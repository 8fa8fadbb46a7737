//! # Sync Configuration
//!
//! Configuration management for the sync engine.
//!
//! ## Configuration Sources
//! ```text
//! ┌─────────────────────────────────────────────────────────────────────────┐
//! │                    Configuration Priority                               │
//! │                                                                         │
//! │  1. Environment Variables (highest priority)                           │
//! │     PRODY_SYNC_ENABLED=false                                           │
//! │     PRODY_SYNC_MAX_ATTEMPTS=5                                          │
//! │     PRODY_SYNC_DB_PATH=/data/prody-sync.db                             │
//! │                                                                         │
//! │  2. TOML Config File                                                   │
//! │     ~/.config/prashant/sync.toml (Linux)                               │
//! │     ~/Library/Application Support/com.prody.prashant/sync.toml (macOS) │
//! │                                                                         │
//! │  3. Default Values (lowest priority)                                   │
//! │     enabled, 3 attempts, 2s base / 300s max backoff, SQLite storage    │
//! └─────────────────────────────────────────────────────────────────────────┘
//! ```
//!
//! ## Configuration File Format
//! ```toml
//! # sync.toml
//! [engine]
//! enabled = true
//! max_attempts = 3
//! execution_timeout_secs = 30
//! stuck_threshold_secs = 300
//!
//! [retry]
//! base_delay_ms = 2000
//! max_delay_secs = 300
//!
//! [storage]
//! backend = "sqlite"   # sqlite | file | memory
//! path = "/data/prody-sync.db"
//! ```

use serde::{Deserialize, Serialize};
use std::path::PathBuf;
use std::time::Duration;
use tracing::{debug, info, warn};
//! # prody-db: Database Layer for Prody Sync
//!
//! This crate provides SQLite storage for the sync queue.
//! It uses sqlx for async operations.
//!
//! ## Architecture Position
//! ```text
//! ┌─────────────────────────────────────────────────────────────────────────┐
//! │                        Prody Sync Data Flow                             │
//! │                                                                         │
//! │  SyncEngine::enqueue / drain                                           │
//! │       │                                                                 │
//! │       ▼                                                                 │
//! │  SqliteOperationStore (prody-sync)                                     │
//! │       │                                                                 │
//! │       ▼                                                                 │
//! │  ┌─────────────────────────────────────────────────────────────────┐   │
//! │  │                     prody-db (THIS CRATE)                       │   │
//! │  │                                                                 │   │
//! │  │   ┌───────────────┐    ┌───────────────┐    ┌──────────────┐  │   │
//! │  │   │   Database    │    │  Repositories │    │  Migrations  │  │   │
//! │  │   │   (pool.rs)   │    │               │    │  (embedded)  │  │   │
//! │  │   │               │    │ SyncQueueRepo │    │ 001_sync_    │  │   │
//! │  │   │ SqlitePool    │◄───│               │    │   store.sql  │  │   │
//! │  │   └───────────────┘    └───────────────┘    └──────────────┘  │   │
//! │  │                                                                 │   │
//! │  └─────────────────────────────────────────────────────────────────┘   │
//! │       │                                                                 │
//! │       ▼                                                                 │
//! │  ┌─────────────────────────────────────────────────────────────────┐   │
//! │  │                     SQLite Database                             │   │
//! │  │   ~/.local/share/prashant/prody-sync.db                        │   │
//! │  └─────────────────────────────────────────────────────────────────┘   │
//! └─────────────────────────────────────────────────────────────────────────┘
//! ```
//!
//! ## Module Organization
//!
//! - [`pool`] - Opening the database file
//! - [`migrations`] - Embedded database migrations
//! - [`error`] - Database error types
//! - [`repository`] - Repository implementations
//!
//! ## Usage
//!
//! ```rust,ignore
//! use prody_db::{Database, DbConfig};
//!
//! let db = Database::open(DbConfig::new("path/to/prody-sync.db")).await?;
//!
//! db.sync_queue().save_queue("[]").await?;
//! let raw = db.sync_queue().load_queue().await?;
//! ```

// =============================================================================
// Module Declarations
// =============================================================================

pub mod error;
pub mod migrations;
pub mod pool;
pub mod repository;

// =============================================================================
// Re-exports
// =============================================================================

pub use error::{DbError, DbResult};
pub use pool::{Database, DbConfig};

pub use repository::sync_queue::SyncQueueRepository;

———

__Your objective__
Every line of the data should be output exactly as it was given.

__Completed exercise__
repository 8fa8fadbb46a7737
//! # Sync Configuration
//!
//! Configuration management for the sync engine.
//!
//! ## Configuration Sources
//! ```text
//! ┌─────────────────────────────────────────────────────────────────────────┐
//! │                    Configuration Priority                               │
//! │                                                                         │
//! │  1. Environment Variables (highest priority)                           │
//! │     PRODY_SYNC_ENABLED=false                                           │
//! │     PRODY_SYNC_MAX_ATTEMPTS=5                                          │
//! │     PRODY_SYNC_DB_PATH=/data/prody-sync.db                             │
//! │                                                                         │
//! │  2. TOML Config File                                                   │
//! │     ~/.config/prashant/sync.toml (Linux)                               │
//! │     ~/Library/Application Support/com.prody.prashant/sync.toml (macOS) │
//! │                                                                         │
//! │  3. Default Values (lowest priority)                                   │
//! │     enabled, 3 attempts, 2s base / 300s max backoff, SQLite storage    │
//! └─────────────────────────────────────────────────────────────────────────┘
//! ```
//!
//! ## Configuration File Format
//! ```toml
//! # sync.toml
//! [engine]
//! enabled = true
//! max_attempts = 3
//! execution_timeout_secs = 30
//! stuck_threshold_secs = 300
//!
//! [retry]
//! base_delay_ms = 2000
//! max_delay_secs = 300
//!
//! [storage]
//! backend = "sqlite"   # sqlite | file | memory
//! path = "/data/prody-sync.db"
//! ```

use serde::{Deserialize, Serialize};
use std::path::PathBuf;
use std::time::Duration;
use tracing::{debug, info, warn};
//! # prody-db: Database Layer for Prody Sync
//!
//! This crate provides SQLite storage for the sync queue.
//! It uses sqlx for async operations.
//!
//! ## Architecture Position
//! ```text
//! ┌─────────────────────────────────────────────────────────────────────────┐
//! │                        Prody Sync Data Flow                             │
//! │                                                                         │
//! │  SyncEngine::enqueue / drain                                           │
//! │       │                                                                 │
//! │       ▼                                                                 │
//! │  SqliteOperationStore (prody-sync)                                     │
//! │       │                                                                 │
//! │       ▼                                                                 │
//! │  ┌─────────────────────────────────────────────────────────────────┐   │
//! │  │                     prody-db (THIS CRATE)                       │   │
//! │  │                                                                 │   │
//! │  │   ┌───────────────┐    ┌───────────────┐    ┌──────────────┐  │   │
//! │  │   │   Database    │    │  Repositories │    │  Migrations  │  │   │
//! │  │   │   (pool.rs)   │    │               │    │  (embedded)  │  │   │
//! │  │   │               │    │ SyncQueueRepo │    │ 001_sync_    │  │   │
//! │  │   │ SqlitePool    │◄───│               │    │   store.sql  │  │   │
//! │  │   └───────────────┘    └───────────────┘    └──────────────┘  │   │
//! │  │                                                                 │   │
//! │  └─────────────────────────────────────────────────────────────────┘   │
//! │       │                                                                 │
//! │       ▼                                                                 │
//! │  ┌─────────────────────────────────────────────────────────────────┐   │
//! │  │                     SQLite Database                             │   │
//! │  │   ~/.local/share/prashant/prody-sync.db                        │   │
//! │  └─────────────────────────────────────────────────────────────────┘   │
//! └─────────────────────────────────────────────────────────────────────────┘
//! ```
//!
//! ## Module Organization
//!
//! - [`pool`] - Opening the database file
//! - [`migrations`] - Embedded database migrations
//! - [`error`] - Database error types
//! - [`repository`] - Repository implementations
//!
//! ## Usage
//!
//! ```rust,ignore
//! use prody_db::{Database, DbConfig};
//!
//! let db = Database::open(DbConfig::new("path/to/prody-sync.db")).await?;
//!
//! db.sync_queue().save_queue("[]").await?;
//! let raw = db.sync_queue().load_queue().await?;
//! ```

// =============================================================================
// Module Declarations
// =============================================================================

pub mod error;
pub mod migrations;
pub mod pool;
pub mod repository;

// =============================================================================
// Re-exports
// =============================================================================

pub use error::{DbError, DbResult};
pub use pool::{Database, DbConfig};

pub use repository::sync_queue::SyncQueueRepository;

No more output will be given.